Nature Tag - Tree Version
Field Trips for All of Us: Transformational Activities for Children and Their Adults
Note: For now, this blog is a serialization of a book titled Field Trips for All of Us: Transformative Adventures for Children and Their Adults. Here is the preface. The first field trip is Taking Education Outside.
Names are the way we humans build relationship, not only with each other but with the living world. Dr. Robin Wall Kimmerer, Braiding Sweetgrass
Introduction
This field trip involves playing a form of tag. Along the way, participants learn to categorize and name some contributors to their local ecosystems: those commonly known as trees. I am challenged by remembering names. I also believe that knowing names is the beginning of developing a relationship with the named being or entity. Knowing the names of the trees around us helps us feel more comfortable in our home ecosystem.
Using our senses to observe what’s going on around us is central in at least two ways: (1) It is one of the first activities we engage in as we grow into ourselves and when we find ourselves in new situations.. (2) Categorizing and naming are also critical for understanding ourselves, others, and the natural world around us. From the time we first call all dogs a dog, we improve our ability to sort and name other beings, places, things, and happenings as part of forming relationships with them.
My wife once asked one of the children in our care what she had learned that day. I could barely keep from laughing as the child replied, “Nothing” and then continued that “we had spent most of the day playing tag using Black Oaks, Live Oaks, Manzanitas, and Jefferies, Coulter, Sugar, and Ponderosa Pines as bases!” That child definitely could have identified some but certainly not all of those trees before we played that day!
Activity
I like to start the game with all the people who aren’t the tagger touching a tree. The person who is, then calls out a tree name and everyone else has to run to touch a tree of the named type. I start the game with me as tagger and usually stay in that role unless someone else requests it.
As tagger, the idea is that I can tag anyone I catch while they’re running or if they pick a wrong tree. I do everything I can to keep the game playful and haven’t tagged anyone in years. The kids either don’t notice or don’t care. They just gleefully run through the woods touching trees getting to know them by look, smell, touch, and name.
I play the game at different levels of difficulty depending on the knowledge level of the kids in the group. The game works fine with just an adult tagger and a child. At the first level, I group the trees into the fewest groups possible based on easy and taxonomically correct distinctions. For example, all Oaks produce acorns and at least some caps should be visible at most times; All pines have needles; All conifers produce cones of some kind.

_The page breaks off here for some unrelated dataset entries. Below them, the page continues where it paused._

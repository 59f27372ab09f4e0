use mission_core::PromptRequest;
use mission_protocol::EventBody;
use mission_protocol::OutboundEvent;
use mission_protocol::SessionId;
use mission_protocol::SessionRecord;
use mission_protocol::SessionStatus;

/// Whether the run loop should keep reading events.
#[derive(Debug, Clone, Copy, PartialEq, Eq)]
pub enum ProcessStatus {
    Running,
    Finished { exit_code: i32 },
}

pub trait EventProcessor {
    /// Handle one event for the watched session.
    fn process_event(&mut self, event: &OutboundEvent) -> ProcessStatus;

    /// A permission question is waiting for an answer on stdin.
    fn print_prompt(&mut self, request: &PromptRequest);

    fn print_summary(&mut self, record: &SessionRecord);
}

/// Exit code once the run is over: the child's own code when it reported
/// one, 1 for failures and kills, 0 otherwise. A run that settles into
/// `idle` finished its task.
pub fn exit_code_for(body: &EventBody, failed: bool) -> Option<i32> {
    match body {
        EventBody::Status {
            status: SessionStatus::Idle,
            old_status: Some(_),
            ..
        } => Some(0),
        EventBody::Complete {
            exit_code: Some(code),
            ..
        } => Some(*code),
        EventBody::Complete { killed: true, .. } => Some(1),
        EventBody::Complete { .. } => Some(i32::from(failed)),
        _ => None,
    }
}

pub struct HumanOutput {
    session_id: SessionId,
    saw_error: bool,
    mid_line: bool,
}

impl HumanOutput {
    pub fn new(session_id: SessionId) -> Self {
        Self {
            session_id,
            saw_error: false,
            mid_line: false,
        }
    }

    fn end_line(&mut self) {
        if self.mid_line {
            println!();
            self.mid_line = false;
        }
    }
}

impl EventProcessor for HumanOutput {
    fn process_event(&mut self, event: &OutboundEvent) -> ProcessStatus {
        if event.session_id != self.session_id {
            return ProcessStatus::Running;
        }
        match &event.body {
            EventBody::Output { text, streaming } => {
                print!("{text}");
                self.mid_line = *streaming && !text.ends_with('\n');
            }
            EventBody::Status {
                status, old_status, ..
            } => {
                self.end_line();
                match old_status {
                    Some(old) => eprintln!("[status] {old} -> {status}"),
                    None => eprintln!("[status] {status}"),
                }
                if let Some(exit_code) = exit_code_for(&event.body, self.saw_error) {
                    return ProcessStatus::Finished { exit_code };
                }
            }
            EventBody::ToolCall { tool, input } => {
                self.end_line();
                eprintln!("[tool] {tool} {input}");
            }
            EventBody::Error {
                message,
                restarting,
            } => {
                self.end_line();
                self.saw_error = !restarting;
                if *restarting {
                    eprintln!("[error] {message} (restarting)");
                } else {
                    eprintln!("[error] {message}");
                }
            }
            EventBody::Complete { reason, .. } => {
                self.end_line();
                if let Some(reason) = reason {
                    eprintln!("[complete] {reason}");
                }
                let exit_code = exit_code_for(&event.body, self.saw_error).unwrap_or(0);
                return ProcessStatus::Finished { exit_code };
            }
        }
        ProcessStatus::Running
    }

    fn print_prompt(&mut self, request: &PromptRequest) {
        self.end_line();
        eprintln!("[prompt {}] {}", request.id, request.question);
        if !request.options.is_empty() {
            eprintln!("  options: {}", request.options.join(" / "));
        }
    }

    fn print_summary(&mut self, record: &SessionRecord) {
        self.end_line();
        eprintln!(
            "session {} finished as {}: cost ${:.4}, tokens {} in / {} out, {} tool calls, {} restarts",
            record.id,
            record.status,
            record.cost,
            record.tokens_in,
            record.tokens_out,
            record.tool_calls,
            record.restart_count,
        );
    }
}

/// One JSON object per line on stdout, in the outbound event wire shape.
pub struct JsonlOutput {
    session_id: SessionId,
    saw_error: bool,
}

impl JsonlOutput {
    pub fn new(session_id: SessionId) -> Self {
        Self {
            session_id,
            saw_error: false,
        }
    }

    fn emit<T: serde::Serialize>(value: &T) {
        match serde_json::to_string(value) {
            Ok(line) => println!("{line}"),
            Err(err) => tracing::error!("failed to serialize event: {err}"),
        }
    }
}

impl EventProcessor for JsonlOutput {
    fn process_event(&mut self, event: &OutboundEvent) -> ProcessStatus {
        if event.session_id != self.session_id {
            return ProcessStatus::Running;
        }
        Self::emit(event);
        if let EventBody::Error { restarting, .. } = &event.body {
            self.saw_error = !restarting;
        }
        match exit_code_for(&event.body, self.saw_error) {
            Some(exit_code) => ProcessStatus::Finished { exit_code },
            None => ProcessStatus::Running,
        }
    }

    fn print_prompt(&mut self, request: &PromptRequest) {
        Self::emit(&serde_json::json!({
            "sessionId": request.session_id,
            "type": "prompt",
            "payload": {
                "promptId": request.id,
                "question": request.question,
                "options": request.options,
            },
        }));
    }

    fn print_summary(&mut self, record: &SessionRecord) {
        Self::emit(&serde_json::json!({
            "sessionId": record.id,
            "type": "summary",
            "payload": record,
        }));
    }
}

In the San Jacinto mountains, where I live a very large percentage of our trees are Oaks, Pines, Incense Cedars, or Manzanita so I usually start with two or three of those taxa. After working up to all four of those types, I break the Oaks and Pines down into species. At the hardest level, I use all the species in the selected taxonomy included later in this field trip. I mix the teaching in with playing the game, doing the minimum amount of talking required before we start playing. When you’re driving or walking around your neighborhood, look up and discover what the trees are around you.
The kids invented an extension to this game that I just love and have included ever since. They can “cheat” by picking up and even carrying any identifiable part of the named tree. Cheating enriches the learning experience from my point of view (they’re learning to identify trees from various parts of the trees) and allows them to trick me from theirs!

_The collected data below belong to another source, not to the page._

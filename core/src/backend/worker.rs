use std::sync::Arc;

use async_trait::async_trait;
use mission_protocol::SessionStatus;
use mission_utils_string::truncate_middle;

use super::BackendContext;
use super::BackendError;
use super::ExecutionBackend;
use crate::agent::TaskRunner;
use crate::agent::WorkerError;
use crate::agent::WorkerStep;
use crate::agent::WorkerTask;
use crate::config::WorkerSettings;

const TOOL_RESULT_PREVIEW_BYTES: usize = 2_000;

/// Runs one bounded task and replays its step log into the session.
pub struct WorkerBackend {
    runner: Arc<dyn TaskRunner>,
    default_budget_usd: f64,
    default_max_turns: u32,
}

impl WorkerBackend {
    pub fn new(runner: Arc<dyn TaskRunner>, settings: &WorkerSettings) -> Self {
        Self {
            runner,
            default_budget_usd: settings.default_budget_usd,
            default_max_turns: settings.default_max_turns,
        }
    }
}

#[async_trait]
impl ExecutionBackend for WorkerBackend {
    async fn run(&self, ctx: BackendContext) -> Result<(), BackendError> {
        let BackendContext {
            session_id,
            config,
            prompt,
            events,
            cancel,
            ..
        } = ctx;
        events.status(SessionStatus::Working);

        let task = WorkerTask {
            prompt,
            cwd: config.cwd.clone(),
            model: config.model.clone(),
            system_prompt: config.system_prompt.clone(),
            max_turns: config.max_turns.unwrap_or(self.default_max_turns),
            max_budget_usd: config.max_budget_usd.unwrap_or(self.default_budget_usd),
        };
        let budget = task.max_budget_usd;
        let report = match self.runner.run_task(task, cancel.clone()).await {
            Ok(report) => report,
            Err(WorkerError::Cancelled) => return Err(BackendError::Cancelled),
            Err(WorkerError::Spawn(err)) => return Err(BackendError::spawn(err)),
            Err(err) => return Err(BackendError::transient(err.to_string())),
        };
        if cancel.is_cancelled() {
            return Err(BackendError::Cancelled);
        }

        for step in &report.steps {
            match step {
                WorkerStep::ToolCall { tool, input } => events.tool_call(tool, input),
                WorkerStep::ToolResult { tool, output } => events.output(
                    &format!("[{tool}] {}", truncate_middle(output, TOOL_RESULT_PREVIEW_BYTES)),
                    false,
                ),
                WorkerStep::Message { text } => events.output(text, false),
            }
        }
        events.result(report.cost_usd, report.tokens_in, report.tokens_out);
        tracing::info!(
            session_id = %session_id,
            success = report.success,
            cost_usd = report.cost_usd,
            "worker finished"
        );

        if report.cost_usd >= budget && !report.success {
            return Err(BackendError::BudgetExhausted {
                message: format!(
                    "Budget exceeded: ${:.2} >= ${budget:.2}",
                    report.cost_usd
                ),
            });
        }
        if !report.success {
            return Err(BackendError::from_message(report.summary));
        }
        let summary_replayed = report
            .steps
            .iter()
            .any(|step| matches!(step, WorkerStep::Message { text } if *text == report.summary));
        if !report.summary.is_empty() && !summary_replayed {
            events.output(&report.summary, false);
        }
        events.status(SessionStatus::Idle);
        events.complete();
        Ok(())
    }
}
use clap::Parser;
use mission_exec::Cli;
use mission_exec::run_main;

#[tokio::main]
async fn main() -> anyhow::Result<()> {
    let cli = Cli::parse();
    let exit_code = run_main(cli).await?;
    if exit_code != 0 {
        std::process::exit(exit_code);
    }
    Ok(())
}
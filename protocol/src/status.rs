use serde::Deserialize;
use serde::Serialize;
use strum_macros::Display;
use strum_macros::EnumString;

/// Lifecycle of a session.
///
/// `starting -> working <-> waiting_for_input -> {idle, done, error}`.
/// `idle` goes back to `working` on a follow-up message and `error` goes back
/// to `working` when the restart supervisor re-invokes the backend.
#[derive(
    Debug, Clone, Copy, PartialEq, Eq, Hash, Serialize, Deserialize, Display, EnumString,
)]
#[serde(rename_all = "snake_case")]
#[strum(serialize_all = "snake_case")]
pub enum SessionStatus {
    Starting,
    Working,
    WaitingForInput,
    Idle,
    Done,
    Error,
}

impl SessionStatus {
    /// True while a backend owns the session.
    pub fn is_active(self) -> bool {
        matches!(self, Self::Starting | Self::Working | Self::WaitingForInput)
    }

    /// Statuses that `kill_all` leaves untouched.
    pub fn is_terminal(self) -> bool {
        matches!(self, Self::Done | Self::Error)
    }

    /// Statuses from which a `respond` call starts a new turn.
    pub fn accepts_follow_up(self) -> bool {
        matches!(self, Self::Idle | Self::Done)
    }
}

#[cfg(test)]
mod tests {
    use super::*;
    use pretty_assertions::assert_eq;
    use std::str::FromStr;

    #[test]
    fn status_serializes_as_snake_case() {
        let json = serde_json::to_string(&SessionStatus::WaitingForInput).unwrap();
        assert_eq!(json, "\"waiting_for_input\"");
        assert_eq!(SessionStatus::WaitingForInput.to_string(), "waiting_for_input");
        assert_eq!(
            SessionStatus::from_str("idle").unwrap(),
            SessionStatus::Idle
        );
    }

    #[test]
    fn only_idle_and_done_accept_follow_ups() {
        assert!(SessionStatus::Idle.accepts_follow_up());
        assert!(SessionStatus::Done.accepts_follow_up());
        assert!(!SessionStatus::Error.accepts_follow_up());
        assert!(!SessionStatus::Working.accepts_follow_up());
    }
}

If you’re familiar with the tree distinctions at the level you’re going to play at, you’re ready to go. For a little more background information before you play, then read on.
Some Nature Science
The particular trees named in this field trip are the most common in the San Jacinto Mountains of Southern, CA. This is land taken from the Ivilyuqaletem or Cahuilla Peoples. While I use the common names of these trees assigned by colonists. I am well aware that these trees had names long before Europeans colonized these lands. I encourage you to learn the land you are on and the original names of the flora and fauna around you.
As mentioned above, the first-level tree categories I help kids learn about in Idyllwild are Pines, Oaks, Incense Cedars, and Manzanitas. These types of trees are fairly easy to distinguish. All of our pines are evergreen and all pines everywhere produce pine cones. All oaks produce acorns. While most oaks in the eastern USA are deciduous, many of ours in California are evergreen. Manzanitas are also easy to recognize. They all have wonderfully smooth reddish bark that is fun to feel and produce sticky fruit that will stick to your hand if you place them in your palm and turn your hand upside down (and make a wonderful tea!). The next level I use is to break down the Pines and Oaks into several common species. The most detailed breakdown I use with older children is the selected taxonomy of trees below.

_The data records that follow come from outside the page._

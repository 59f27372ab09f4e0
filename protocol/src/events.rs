use serde::Deserialize;
use serde::Serialize;
use serde_json::Value;

use crate::ApprovalMode;
use crate::SessionId;
use crate::SessionStatus;

/// Event pushed to observers: `{sessionId, type, payload}`.
#[derive(Debug, Clone, PartialEq, Serialize, Deserialize)]
#[serde(rename_all = "camelCase")]
pub struct OutboundEvent {
    pub session_id: SessionId,
    #[serde(flatten)]
    pub body: EventBody,
}

impl OutboundEvent {
    pub fn new(session_id: SessionId, body: EventBody) -> Self {
        Self { session_id, body }
    }
}

#[derive(Debug, Clone, PartialEq, Serialize, Deserialize)]
#[serde(tag = "type", content = "payload", rename_all = "snake_case")]
pub enum EventBody {
    Output {
        text: String,
        #[serde(default, skip_serializing_if = "std::ops::Not::not")]
        streaming: bool,
    },
    Status {
        status: SessionStatus,
        #[serde(default, skip_serializing_if = "Option::is_none", rename = "oldStatus")]
        old_status: Option<SessionStatus>,
        #[serde(
            default,
            skip_serializing_if = "Option::is_none",
            rename = "approvalMode"
        )]
        approval_mode: Option<ApprovalMode>,
    },
    ToolCall {
        tool: String,
        input: Value,
    },
    Complete {
        #[serde(default)]
        killed: bool,
        #[serde(default, skip_serializing_if = "Option::is_none", rename = "exitCode")]
        exit_code: Option<i32>,
        #[serde(default, skip_serializing_if = "Option::is_none")]
        reason: Option<String>,
    },
    Error {
        message: String,
        #[serde(default, skip_serializing_if = "std::ops::Not::not")]
        restarting: bool,
    },
}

Conifers are a class of trees that are common in many regions. They are a type of tree that does not produce flowers but instead produces “naked” seeds that are not enclosed in a fruit. Most, but not all, conifers are evergreen, meaning they do not lose their leaves in the winter. The most common conifers in the San Jacinto Mountains are Pines and Incense Cedars. The most common flowering and “fruit” producing trees in these mountains are the Oaks and the Manzanitas. While many fruit-producing trees worldwide are deciduous (i.e., lose all of their leaves in the winter), many of those that grow in a Mediterranean biome like ours are evergreen. And yes, acorns and other tree nuts are the fruits of nut trees (e.g., Oaks, Hazelnuts, Pecans, Pistachios, and Walnuts).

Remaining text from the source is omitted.